Suriye ile ilgili ilk işaret, Cumhurbaşkanı Yardımcısı Albülhalim Haddam’ın Aralık 2005’te Paris’e kaçması ve muhalefet bayrağını açması oldu. Suriye’deki ayaklanma Tunus ve Mısır’daki hareketlere göre zamanlanmış ve koordine edilmişti. Wikileaks belgelerinde ABD’nin 2006-2011 döneminde yani ayaklanma başlamadan beş yıl önceden beri Suriye’deki muhalif grupları finanse ettiği ve silahlandırdığı yer almakta idi. 2011 yılında Tunus, Mısır, Libya ve Yemen’de ayaklanmalar başladığında CIA, Suriye’de çoktan yerini almıştı. ABD Dışişleri Bakanlığı ve NED, 2006 yılından beri Suriye’deki muhalif grupları fonları ile destekliyordu. Ortada gene Batı tarafından eğitilmiş ve donatılmış İslamcılar vardı. Bunların bir kısmı Libya’dan gelip, Suriye’ye geçti.

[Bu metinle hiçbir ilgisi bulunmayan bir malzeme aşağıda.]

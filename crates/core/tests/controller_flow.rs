//! ActivationController の結合テスト。
//!
//! フェイクの名言ソースと、発話時刻を記録する読み上げエンジンを使い、
//! Tokio の停止時間上で時刻を決定的に検証する。

use std::collections::VecDeque;
use std::sync::atomic::{AtomicUsize, Ordering};
use std::sync::Arc;
use std::time::Duration;

use async_trait::async_trait;
use tokio::sync::Notify;
use tokio::time::Instant;

use qn_core::domain::activation::ActivationState;
use qn_core::domain::item::ItemKind;
use qn_core::domain::settings::{AppSettings, ContentMode};
use qn_core::infra::quote::{Quote, QuoteError, QuoteSource};
use qn_core::infra::speech::{SpeechEngine, SpeechError, SpeechParams};
use qn_core::usecase::controller::ActivationController;

// ==================== Fakes ====================

struct FakeQuotes {
    responses: parking_lot::Mutex<VecDeque<Result<Quote, QuoteError>>>,
    /// Some の場合、notify されるまで応答を返さない
    gate: Option<Arc<Notify>>,
    calls: AtomicUsize,
}

impl FakeQuotes {
    fn new(responses: Vec<Result<Quote, QuoteError>>) -> Arc<Self> {
        Arc::new(Self {
            responses: parking_lot::Mutex::new(responses.into()),
            gate: None,
            calls: AtomicUsize::new(0),
        })
    }

    fn gated(responses: Vec<Result<Quote, QuoteError>>, gate: Arc<Notify>) -> Arc<Self> {
        Arc::new(Self {
            responses: parking_lot::Mutex::new(responses.into()),
            gate: Some(gate),
            calls: AtomicUsize::new(0),
        })
    }

    fn calls(&self) -> usize {
        self.calls.load(Ordering::SeqCst)
    }
}

#[async_trait]
impl QuoteSource for FakeQuotes {
    async fn fetch(&self) -> Result<Quote, QuoteError> {
        self.calls.fetch_add(1, Ordering::SeqCst);
        if let Some(gate) = &self.gate {
            gate.notified().await;
        }
        self.responses
            .lock()
            .pop_front()
            .unwrap_or(Err(QuoteError::Empty))
    }

    fn name(&self) -> &str {
        "fake"
    }
}

struct RecordingSpeech {
    origin: Instant,
    spoken: parking_lot::Mutex<Vec<(u128, String)>>,
    params: parking_lot::Mutex<Vec<SpeechParams>>,
}

impl RecordingSpeech {
    fn new() -> Arc<Self> {
        Arc::new(Self {
            origin: Instant::now(),
            spoken: parking_lot::Mutex::new(Vec::new()),
            params: parking_lot::Mutex::new(Vec::new()),
        })
    }

    fn spoken(&self) -> Vec<(u128, String)> {
        self.spoken.lock().clone()
    }

    fn texts(&self) -> Vec<String> {
        self.spoken().into_iter().map(|(_, t)| t).collect()
    }
}

#[async_trait]
impl SpeechEngine for RecordingSpeech {
    fn configure(&self, params: SpeechParams) -> Result<(), SpeechError> {
        self.params.lock().push(params);
        Ok(())
    }

    async fn speak(&self, text: &str) -> Result<(), SpeechError> {
        let at = self.origin.elapsed().as_millis();
        self.spoken.lock().push((at, text.to_string()));
        Ok(())
    }

    fn name(&self) -> &str {
        "recording"
    }
}

fn quote(text: &str, author: &str) -> Result<Quote, QuoteError> {
    Ok(Quote {
        text: text.to_string(),
        author: Some(author.to_string()),
    })
}

fn quotes_controller(quotes: Arc<FakeQuotes>) -> (ActivationController, Arc<RecordingSpeech>) {
    let speech = RecordingSpeech::new();
    let ctrl = ActivationController::new(AppSettings::default(), quotes, speech.clone()).unwrap();
    (ctrl, speech)
}

// ==================== Quotes mode ====================

#[tokio::test(start_paused = true)]
async fn quote_is_fetched_displayed_and_narrated() {
    let quotes = FakeQuotes::new(vec![quote(
        "Be yourself. Everyone else is taken.",
        "Oscar Wilde",
    )]);
    let (ctrl, speech) = quotes_controller(quotes.clone());
    assert!(ctrl.visible_items().is_empty());

    ctrl.toggle();
    tokio::time::sleep(Duration::from_secs(7)).await;

    let items = ctrl.visible_items();
    assert_eq!(items.len(), 1);
    assert_eq!(items[0].kind, ItemKind::Quote);
    assert_eq!(items[0].text, "Be yourself. Everyone else is taken.");
    assert_eq!(items[0].author.as_deref(), Some("Oscar Wilde"));
    assert!(items[0].fetched_at.is_some());

    assert_eq!(
        speech.spoken(),
        vec![
            (0, "Quote system activated.".to_string()),
            (0, "Be yourself".to_string()),
            (3000, "Everyone else is taken".to_string()),
            (6000, "By Oscar Wilde".to_string()),
        ]
    );

    ctrl.toggle();
    tokio::time::sleep(Duration::from_secs(60)).await;
    assert_eq!(quotes.calls(), 1);
    assert_eq!(ctrl.visible_items().len(), 1);
}

#[tokio::test(start_paused = true)]
async fn single_sentence_quote_keeps_inner_punctuation() {
    let quotes = FakeQuotes::new(vec![quote(
        "Be yourself; everyone else is already taken.",
        "Oscar Wilde",
    )]);
    let (ctrl, speech) = quotes_controller(quotes.clone());

    ctrl.toggle();
    tokio::time::sleep(Duration::from_secs(5)).await;

    assert_eq!(
        speech.texts(),
        vec![
            "Quote system activated.",
            "Be yourself; everyone else is already taken",
            "By Oscar Wilde",
        ]
    );
}

#[tokio::test(start_paused = true)]
async fn speech_params_applied_once() {
    let (ctrl, speech) = quotes_controller(FakeQuotes::new(vec![]));
    ctrl.toggle();
    ctrl.toggle();
    assert_eq!(*speech.params.lock(), vec![SpeechParams { rate: 0.5, pitch: 1.0 }]);
}

#[tokio::test(start_paused = true)]
async fn newest_quote_is_first() {
    let quotes = FakeQuotes::new(vec![quote("First", "A"), quote("Second", "B")]);
    let (ctrl, _) = quotes_controller(quotes.clone());

    ctrl.toggle();
    tokio::time::sleep(Duration::from_secs(15)).await;

    let texts: Vec<String> = ctrl.visible_items().into_iter().map(|i| i.text).collect();
    assert_eq!(texts, vec!["Second", "First"]);
}

#[tokio::test(start_paused = true)]
async fn failed_fetch_does_not_stop_polling() {
    let quotes = FakeQuotes::new(vec![
        Err(QuoteError::Network("connection refused".to_string())),
        quote("Later", "C"),
    ]);
    let (ctrl, _) = quotes_controller(quotes.clone());

    ctrl.toggle();
    tokio::time::sleep(Duration::from_secs(1)).await;
    assert!(ctrl.visible_items().is_empty());
    assert!(ctrl.is_active());

    tokio::time::sleep(Duration::from_secs(10)).await;
    assert_eq!(quotes.calls(), 2);
    assert_eq!(ctrl.visible_items().len(), 1);
}

#[tokio::test(start_paused = true)]
async fn no_fetch_after_deactivation() {
    let quotes = FakeQuotes::new(vec![quote("Only", "D")]);
    let (ctrl, _) = quotes_controller(quotes.clone());

    ctrl.toggle();
    tokio::time::sleep(Duration::from_secs(1)).await;
    ctrl.toggle();
    assert!(!ctrl.is_polling());

    tokio::time::sleep(Duration::from_secs(60)).await;
    assert_eq!(quotes.calls(), 1);
}

#[tokio::test(start_paused = true)]
async fn dropping_controller_stops_polling() {
    let quotes = FakeQuotes::new(vec![quote("Only", "D")]);
    let (ctrl, _) = quotes_controller(quotes.clone());

    ctrl.toggle();
    tokio::time::sleep(Duration::from_secs(1)).await;
    assert!(ctrl.is_polling());
    drop(ctrl);

    tokio::time::sleep(Duration::from_secs(60)).await;
    assert_eq!(quotes.calls(), 1);
}

#[tokio::test(start_paused = true)]
async fn reactivation_fetches_immediately() {
    let quotes = FakeQuotes::new(vec![quote("One", "E"), quote("Two", "F")]);
    let (ctrl, _) = quotes_controller(quotes.clone());

    ctrl.toggle();
    tokio::time::sleep(Duration::from_secs(1)).await;
    ctrl.toggle();
    ctrl.toggle();
    tokio::time::sleep(Duration::from_secs(1)).await;

    assert_eq!(quotes.calls(), 2);
    assert_eq!(ctrl.visible_items().len(), 2);
}

#[tokio::test(start_paused = true)]
async fn fetch_completing_after_deactivation_is_discarded() {
    let gate = Arc::new(Notify::new());
    let quotes = FakeQuotes::gated(vec![quote("Too late", "G")], gate.clone());
    let speech = RecordingSpeech::new();
    let ctrl = Arc::new(
        ActivationController::new(AppSettings::default(), quotes.clone(), speech.clone()).unwrap(),
    );

    ctrl.toggle();
    let manual = {
        let ctrl = ctrl.clone();
        tokio::spawn(async move { ctrl.fetch_and_display().await })
    };
    tokio::time::sleep(Duration::from_millis(100)).await;
    // ポーリング分と手動分の2件が応答待ち
    assert_eq!(quotes.calls(), 2);

    ctrl.toggle();
    tokio::time::sleep(Duration::from_millis(1)).await;
    gate.notify_one();
    let result = manual.await.unwrap();
    tokio::time::sleep(Duration::from_secs(10)).await;

    assert_eq!(result.unwrap(), None);
    assert!(ctrl.visible_items().is_empty());
    assert!(!speech.texts().iter().any(|t| t.contains("Too late")));
}

#[tokio::test(start_paused = true)]
async fn deactivation_interrupts_narration() {
    let quotes = FakeQuotes::new(vec![quote("A. B. C", "H")]);
    let (ctrl, speech) = quotes_controller(quotes.clone());

    ctrl.toggle();
    tokio::time::sleep(Duration::from_secs(4)).await;
    ctrl.toggle();
    tokio::time::sleep(Duration::from_secs(20)).await;

    assert_eq!(
        speech.texts(),
        vec![
            "Quote system activated.",
            "A",
            "B",
            "Quote system deactivated.",
        ]
    );
}

#[tokio::test(start_paused = true)]
async fn selecting_a_quote_narrates_it_again() {
    let quotes = FakeQuotes::new(vec![quote("Simple. Clear.", "I")]);
    let (ctrl, speech) = quotes_controller(quotes.clone());

    ctrl.toggle();
    tokio::time::sleep(Duration::from_secs(10)).await;
    ctrl.toggle();

    let id = ctrl.visible_items()[0].id.clone();
    let selected = ctrl.select(&id).unwrap();
    assert_eq!(ctrl.selected(), Some(selected));
    tokio::time::sleep(Duration::from_secs(10)).await;

    let texts = speech.texts();
    assert_eq!(&texts[texts.len() - 3..], &["Simple", "Clear", "By I"]);

    ctrl.dismiss();
    ctrl.dismiss();
    assert!(ctrl.selected().is_none());
}

// ==================== Recommendations mode ====================

#[tokio::test(start_paused = true)]
async fn recommendations_round_trip() {
    let speech = RecordingSpeech::new();
    let settings = AppSettings {
        content_mode: ContentMode::Recommendations,
        ..Default::default()
    };
    let quotes = FakeQuotes::new(vec![]);
    let ctrl = ActivationController::new(settings, quotes.clone(), speech.clone()).unwrap();

    assert_eq!(ctrl.activation_state(), ActivationState::Inactive);
    assert_eq!(
        ctrl.empty_message(),
        Some("Activate the system to see recommendations.")
    );

    let on = ctrl.toggle();
    assert_eq!(on.alert.as_deref(), Some("System activated"));
    let texts: Vec<String> = ctrl.visible_items().into_iter().map(|i| i.text).collect();
    assert_eq!(
        texts,
        vec![
            "Read React Native Docs",
            "Explore Firebase",
            "Learn about AI Recommendations",
        ]
    );

    let off = ctrl.toggle();
    assert_eq!(off.alert.as_deref(), Some("System deactivated"));
    assert_eq!(ctrl.activation_state(), ActivationState::Inactive);
    assert!(ctrl.visible_items().is_empty());

    tokio::time::sleep(Duration::from_secs(1)).await;
    assert_eq!(quotes.calls(), 0);
    assert_eq!(
        speech.texts(),
        vec![
            "Recommendation system activated. Here are your recommendations.",
            "Recommendation system deactivated.",
        ]
    );
}
use serde::{Deserialize, Serialize};

/// 表示アイテムの種別
#[derive(Debug, Clone, Copy, PartialEq, Eq, Serialize, Deserialize)]
#[serde(rename_all = "snake_case")]
pub enum ItemKind {
    Recommendation,
    Quote,
}

/// 表示・読み上げ対象のアイテム（生成後は不変）
#[derive(Debug, Clone, PartialEq, Eq, Serialize, Deserialize)]
pub struct Item {
    pub id: String,
    pub kind: ItemKind,
    pub text: String,
    #[serde(default, skip_serializing_if = "Option::is_none")]
    pub author: Option<String>,
    /// 取得時刻 (RFC 3339)。静的なおすすめには無い。
    #[serde(default, skip_serializing_if = "Option::is_none")]
    pub fetched_at: Option<String>,
}

impl Item {
    pub fn recommendation(id: impl Into<String>, text: impl Into<String>) -> Self {
        Self {
            id: id.into(),
            kind: ItemKind::Recommendation,
            text: text.into(),
            author: None,
            fetched_at: None,
        }
    }

    /// 取得した名言から新しいIDを採番してアイテムを作る
    pub fn quote(text: impl Into<String>, author: Option<String>, now: String) -> Self {
        Self {
            id: uuid::Uuid::new_v4().to_string(),
            kind: ItemKind::Quote,
            text: text.into(),
            author,
            fetched_at: Some(now),
        }
    }
}

/// 静的なおすすめ一覧（有効化のたびに作り直す）
pub fn static_recommendations() -> Vec<Item> {
    vec![
        Item::recommendation("1", "Read React Native Docs"),
        Item::recommendation("2", "Explore Firebase"),
        Item::recommendation("3", "Learn about AI Recommendations"),
    ]
}

/// 表示リスト（新しいものが先頭）
#[derive(Debug, Clone, Default)]
pub struct ItemList {
    items: Vec<Item>,
}

impl ItemList {
    pub fn new() -> Self {
        Self { items: Vec::new() }
    }

    pub fn prepend(&mut self, item: Item) {
        self.items.insert(0, item);
    }

    pub fn replace(&mut self, items: Vec<Item>) {
        self.items = items;
    }

    pub fn clear(&mut self) {
        self.items.clear();
    }

    pub fn get(&self, id: &str) -> Option<&Item> {
        self.items.iter().find(|i| i.id == id)
    }

    pub fn as_slice(&self) -> &[Item] {
        &self.items
    }

    pub fn len(&self) -> usize {
        self.items.len()
    }

    pub fn is_empty(&self) -> bool {
        self.items.is_empty()
    }
}
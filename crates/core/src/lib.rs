//! 有効化トグル・名言ポーリング・読み上げキューのコアライブラリ。

pub mod domain;
pub mod infra;
pub mod usecase;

Suriye’de İç Savaş (2011-2024)

ABD büyükelçisi Robert Ford’un Hama’da işareti vermesi ile Libya’dan gelip Türkiye üzerinden Suriye’ye geçen cihatçılar Esat’ın askerlerine ateş edince, tüm Batı medyası “rejim sivillere saldırıyor” propagandasına başladı. Arap Baharı protestoları devam ederken CIA ve MI6, Selefi cihatçıları Esat’la savaş için eğitmiş ve donatmıştı. Müslüman Kardeşler kökenli militanlar, bu sefer 2011’de Hama’da ayaklanma ile iktidarı ele geçirme savaşında ABD ve bölge ülkelerinin vasıtası oldular. İç savaş başlatılınca aynı kriz yönetimi uygulandı; İngiliz, Fransız ve ABD özel kuvvetler Şam ve Halep’te örtülü operasyonlara başladılar. Operasyonlar İskenderun Körfezindeki NATO gemilerinden yönetildi. Afganistan, Bosna, Çeçenistan, Libya ve diğer ülkelerden cihatçılar sahaya taşındı. CIA ve diğer istihbarat örgütleri Esat’ı bir an önce devirmek, çatı muhalif örgüt olan Özgür Suriye Ordusu’na (ÖSO) yeni cihatçı bulmak için seferber olmuşlardı. İlk beş yıl içinde yaklaşık 80 ülkeden sayısı 100 bini bulan terörist Suriye’ye geçti. Lübnan’daki Hizbullah ve İran ile bağlantılı güçler iç savaşa Esat yanında dâhil oldu.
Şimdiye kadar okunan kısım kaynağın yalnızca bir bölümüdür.